Ich war in der Schule ein sehr mittelmäßiger Schüler. Unteres Mittelmaß um genau zu sein. Das war nicht per se die Schuld meiner Lehrer – ich war einfach faul und es gab auch keine Bonifikation gut zu sein. Ganz im Gegenteil – die coolen Typen waren die, die eher auf die Schule gepfiffen haben. Die haben dann die Mädls bekommen. Das war damals die einzig relevante Messgröße. In der 11. Klasse dann hat es eben nicht mehr gereicht. Ich durfte die Klasse wiederholen – und keiner außer mir trägt dafür die Verantwortung. Meine „Kumpels“ waren alle clever genug, eben das „drauf pfeifen“ nur so weit zu treiben, dass sie trotzdem noch einigermaßen dastanden. Also nächstes Jahr – neue Klasse, neues Curriculum und neue Lehrer. Tapetenwechsel. Mit der gleichen coolen Masche in die neue Klasse. Wird schon werden.

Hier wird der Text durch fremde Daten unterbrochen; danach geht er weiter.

//! WeCom application push with a cached access token.
//!
//! Sending requires an `access_token` obtained from the `gettoken` endpoint
//! with the corp id and secret. Tokens live for about two hours; the shared
//! [`CredentialCache`] refreshes them ahead of expiry. When the backend still
//! rejects a token, the adapter invalidates it, acquires a new one and resends
//! exactly once before reporting a failure.

use std::sync::Arc;
use std::time::Duration;

use async_trait::async_trait;
use serde::Deserialize;
use serde_json::{json, Value};
use tracing::{debug, warn};

use super::{read_success_body, render_text, sanitize_body, DeliveryError, SinkAdapter};
use crate::config::WecomAppConfig;
use crate::credentials::{AcquiredToken, AcquisitionError, CredentialCache, TokenSource};
use crate::event::NormalizedEvent;

/// Public WeCom API host.
pub const WECOM_API_BASE: &str = "https://qyapi.weixin.qq.com";

/// Codes WeCom returns for invalid, malformed or expired access tokens.
const AUTH_REJECTED_CODES: [i64; 3] = [40001, 40014, 42001];

/// API frequency exceeded.
const RATE_LIMITED: i64 = 45009;

/// Default token lifetime when the endpoint omits `expires_in`.
const DEFAULT_TOKEN_LIFETIME: Duration = Duration::from_secs(7200);

/// Who receives an application message.
#[derive(Debug, Clone, PartialEq, Eq)]
pub enum Recipients {
    /// Every member visible to the application (`@all`).
    All,
    /// Explicit member ids.
    Users(Vec<String>),
}

impl Recipients {
    /// Build from a list of ids; an empty list or `@all` means everyone.
    pub fn from_ids(ids: &[String]) -> Self {
        let ids: Vec<String> = ids
            .iter()
            .map(|id| id.trim())
            .filter(|id| !id.is_empty())
            .map(str::to_owned)
            .collect();
        if ids.is_empty() || ids.iter().any(|id| id == "@all") {
            Self::All
        } else {
            Self::Users(ids)
        }
    }

    /// Wire value of the `touser` field.
    pub fn selector(&self) -> String {
        match self {
            Self::All => "@all".to_owned(),
            Self::Users(ids) => ids.join("|"),
        }
    }
}

// ---------------------------------------------------------------------------
// Token endpoint
// ---------------------------------------------------------------------------

/// `gettoken` response body.
#[doc(hidden)]
#[derive(Debug, Deserialize)]
pub struct TokenResponse {
    /// Error code, `0` on success.
    #[serde(default)]
    pub errcode: i64,
    /// Error message.
    #[serde(default)]
    pub errmsg: String,
    /// Issued token.
    pub access_token: Option<String>,
    /// Lifetime in seconds.
    pub expires_in: Option<u64>,
}

/// Parse a `gettoken` response body.
///
/// # Errors
///
/// Returns [`AcquisitionError::Parse`] for malformed bodies and
/// [`AcquisitionError::Rejected`] for non-zero error codes.
#[doc(hidden)]
pub fn parse_token_response(body: &str) -> Result<AcquiredToken, AcquisitionError> {
    let parsed: TokenResponse = serde_json::from_str(body)
        .map_err(|e| AcquisitionError::Parse(format!("{e}: {}", sanitize_body(body))))?;
    if parsed.errcode != 0 {
        return Err(AcquisitionError::Rejected {
            code: parsed.errcode,
            message: parsed.errmsg,
        });
    }
    let token = parsed
        .access_token
        .filter(|t| !t.is_empty())
        .ok_or_else(|| AcquisitionError::Parse("response has no access_token".to_owned()))?;
    Ok(AcquiredToken {
        token,
        expires_in: parsed
            .expires_in
            .map(Duration::from_secs)
            .unwrap_or(DEFAULT_TOKEN_LIFETIME),
    })
}

/// Acquires WeCom application tokens from `gettoken`.
pub struct WecomTokenSource {
    client: reqwest::Client,
    api_base: String,
    corp_id: String,
    corp_secret: String,
}

impl std::fmt::Debug for WecomTokenSource {
    fn fmt(&self, f: &mut std::fmt::Formatter<'_>) -> std::fmt::Result {
        f.debug_struct("WecomTokenSource")
            .field("api_base", &self.api_base)
            .field("corp_id", &self.corp_id)
            .field("corp_secret", &"[REDACTED]")
            .finish()
    }
}

impl WecomTokenSource {
    /// Create a token source against `api_base`.
    pub fn new(
        client: reqwest::Client,
        api_base: impl Into<String>,
        corp_id: impl Into<String>,
        corp_secret: impl Into<String>,
    ) -> Self {
        Self {
            client,
            api_base: api_base.into(),
            corp_id: corp_id.into(),
            corp_secret: corp_secret.into(),
        }
    }
}

#[async_trait]
impl TokenSource for WecomTokenSource {
    async fn acquire(&self) -> Result<AcquiredToken, AcquisitionError> {
        let url = format!("{}/cgi-bin/gettoken", self.api_base.trim_end_matches('/'));
        let response = self
            .client
            .get(url)
            .query(&[
                ("corpid", self.corp_id.as_str()),
                ("corpsecret", self.corp_secret.as_str()),
            ])
            .send()
            .await
            .map_err(|e| AcquisitionError::Transport(e.without_url().to_string()))?;

        let status = response.status();
        let body = response
            .text()
            .await
            .map_err(|e| AcquisitionError::Transport(e.without_url().to_string()))?;
        if !status.is_success() {
            return Err(AcquisitionError::HttpStatus {
                status: status.as_u16(),
                body: sanitize_body(&body),
            });
        }
        parse_token_response(&body)
    }
}

// ---------------------------------------------------------------------------
// Adapter
// ---------------------------------------------------------------------------

/// `message/send` response body.
#[derive(Debug, Deserialize)]
struct SendResponse {
    #[serde(default)]
    errcode: i64,
    #[serde(default)]
    errmsg: String,
}

/// Build the `message/send` request body.
#[doc(hidden)]
pub fn build_body(agent_id: i64, recipients: &Recipients, event: &NormalizedEvent) -> Value {
    json!({
        "touser": recipients.selector(),
        "msgtype": "text",
        "agentid": agent_id,
        "text": { "content": render_text(event, false) },
        "safe": 0,
        "enable_id_trans": 0,
        "enable_duplicate_check": 0,
    })
}

/// Interpret a `message/send` response body.
///
/// # Errors
///
/// Returns [`DeliveryError::AuthExpired`] for token rejections,
/// [`DeliveryError::Transient`] for rate limiting and
/// [`DeliveryError::Permanent`] otherwise.
#[doc(hidden)]
pub fn check_send_response(body: &str) -> Result<(), DeliveryError> {
    let parsed: SendResponse = serde_json::from_str(body).map_err(|e| {
        DeliveryError::Permanent(format!("malformed send response ({e}): {}", sanitize_body(body)))
    })?;
    match parsed.errcode {
        0 => Ok(()),
        code if AUTH_REJECTED_CODES.contains(&code) => Err(DeliveryError::AuthExpired { code }),
        RATE_LIMITED => Err(DeliveryError::Transient(format!(
            "wecom-app rate limited: {}",
            parsed.errmsg
        ))),
        code => Err(DeliveryError::Permanent(format!(
            "wecom-app rejected message: code {code}: {}",
            parsed.errmsg
        ))),
    }
}

/// WeCom application sink.
#[derive(Debug)]
pub struct AuthenticatedAppAdapter {
    client: reqwest::Client,
    api_base: String,
    agent_id: i64,
    recipients: Recipients,
    credentials: Arc<CredentialCache>,
}

impl AuthenticatedAppAdapter {
    /// Create an adapter using an existing credential cache.
    pub fn new(
        client: reqwest::Client,
        api_base: impl Into<String>,
        agent_id: i64,
        recipients: Recipients,
        credentials: Arc<CredentialCache>,
    ) -> Self {
        Self {
            client,
            api_base: api_base.into(),
            agent_id,
            recipients,
            credentials,
        }
    }

    /// Create an adapter and its own token cache from configuration.
    pub fn from_config(client: reqwest::Client, config: &WecomAppConfig) -> Self {
        let source = WecomTokenSource::new(
            client.clone(),
            config.api_base.clone(),
            config.corp_id.clone(),
            config.corp_secret.clone(),
        );
        let credentials = Arc::new(CredentialCache::new(Arc::new(source)));
        Self::new(
            client,
            config.api_base.clone(),
            config.agent_id,
            Recipients::from_ids(&config.recipients),
            credentials,
        )
    }

    /// The cache holding this adapter's access token.
    pub fn credentials(&self) -> &CredentialCache {
        &self.credentials
    }

    async fn token(&self) -> Result<String, DeliveryError> {
        self.credentials
            .get_valid()
            .await
            .map_err(|e| DeliveryError::Transient(format!("token acquisition failed: {e}")))
    }

    async fn send_with_token(
        &self,
        token: &str,
        event: &NormalizedEvent,
    ) -> Result<(), DeliveryError> {
        let url = format!("{}/cgi-bin/message/send", self.api_base.trim_end_matches('/'));
        let body = build_body(self.agent_id, &self.recipients, event);
        let response = self
            .client
            .post(url)
            .query(&[("access_token", token)])
            .json(&body)
            .send()
            .await?;
        let text = read_success_body(response).await?;
        check_send_response(&text)
    }
}

#[async_trait]
impl SinkAdapter for AuthenticatedAppAdapter {
    async fn send(&self, event: &NormalizedEvent) -> Result<(), DeliveryError> {
        let token = self.token().await?;
        match self.send_with_token(&token, event).await {
            Err(DeliveryError::AuthExpired { code }) => {
                warn!(code, "access token rejected, refreshing once");
                self.credentials.invalidate_rejected(&token).await;
                let fresh = self.token().await?;
                match self.send_with_token(&fresh, event).await {
                    Err(DeliveryError::AuthExpired { code }) => Err(DeliveryError::Transient(
                        format!("access token rejected again after refresh (code {code})"),
                    )),
                    other => other,
                }
            }
            Ok(()) => {
                debug!(message_id = event.message_id, "wecom-app accepted message");
                Ok(())
            }
            Err(err) => Err(err),
        }
    }

    fn name(&self) -> &str {
        "wecom-app"
    }
}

Jetzt war ich nicht dumm und mir Schulwissen anzueignen fiel mir immer schon leicht. Ich wusste eben nur nie „Wozu?“. Dann geriet ich an den richtigen Lehrer – Herr Dulinski. Leistungskurs Geschichte. Ich kann mit Fug und Recht sagen – er hatte es nicht leicht, aber hat es immer leicht aussehen lassen. Er war das Idealbild eines Lehrers. In diesem kleinen und verschworenen Rahmen „Leistungskurs Geschichte“ habe ich erfahren, dass Wissen Wertschätzung bring. Einer der wenigen Menschen, die ich heute Freund nenne, hat damals gesagt: „Erster Eindruck war halt `Typischer Dummbatz`und dann hab ich dich mit einem Buch gesehen und dachte, dass Du so dumm ja nicht sein kannst.“ Das war die Initialzündung. Von da ab war es ein Wissensspiel – wir waren die Stars. Im Denken, im Reden und im … naja, bei den Mädls eben. Denn man wurde von den schicken Mädls ja gesucht, um ihnen den Stoff zu erklären. Kurzfristig war das die Motivation – aber langfristig hat das Sitzenbleiben, die neue Umgebung und die neue peer group in mir einen Durst nach Wissensaggregation entfacht, der bis heute anhält. Ja, ok, damals war Wissen halt der Weg zu den Mädls und heute ist Wissen Macht und daher in keinem Fall ein hehrer Grund zu lernen, aber es zeigt, wie mich Scheitern nach vorn katapultiert hat. Ich wäre heute ein mittelmäßiger Mensch mit einem langweiligen Job in meiner Heimatstadt.

Trotzdem – und das ist der springende Punkt, den @DerLinkshaender aufzeigt: Ich habe das immer verheimlicht. Vor der Masse meiner Familie bis heute. Vor Freunden und Kollegen. Dabei konnte mir nichts besseres Passieren als früh zu scheitern – sonst hätte ich den Makel, mich mit dem Mittelmaß zufrieden zu geben, nicht abstreifen können.

Warum mich der Text vom @DerLinkshaender auch lächeln hat lassen ist, dass mein damals bester Freund den gleichen Wandel vom gesetzten Biologen zum IT-Fachmann durchgemacht hat. Er wird von seiner Familie bis heute dafür als Gescheitert angesehen.

Die Essenz des hier gesagten: Own that shit! Dinge, die anders ausgehen als geplant gehören dazu. Menschen, die sich anders entwickeln sind mir lieber, als Menschen die sich nicht entwickeln. Schlimmer als dafür gescholten zu werden, IT-Fachmann anstatt Biologe zu werden, sind doch Leute, die sich – nur um nicht als gescheitert zu gelten – in einem Entwicklungspfad wiederzufinden, der gar nicht mehr ihrer ist.

Dies ist dann mein kleiner Brief an mich – ich habe meinen Frieden damit gemacht, weil mich mein Lernen an den Ort gebracht hat, an dem ich heute bin. Fuck what everybody else thinks!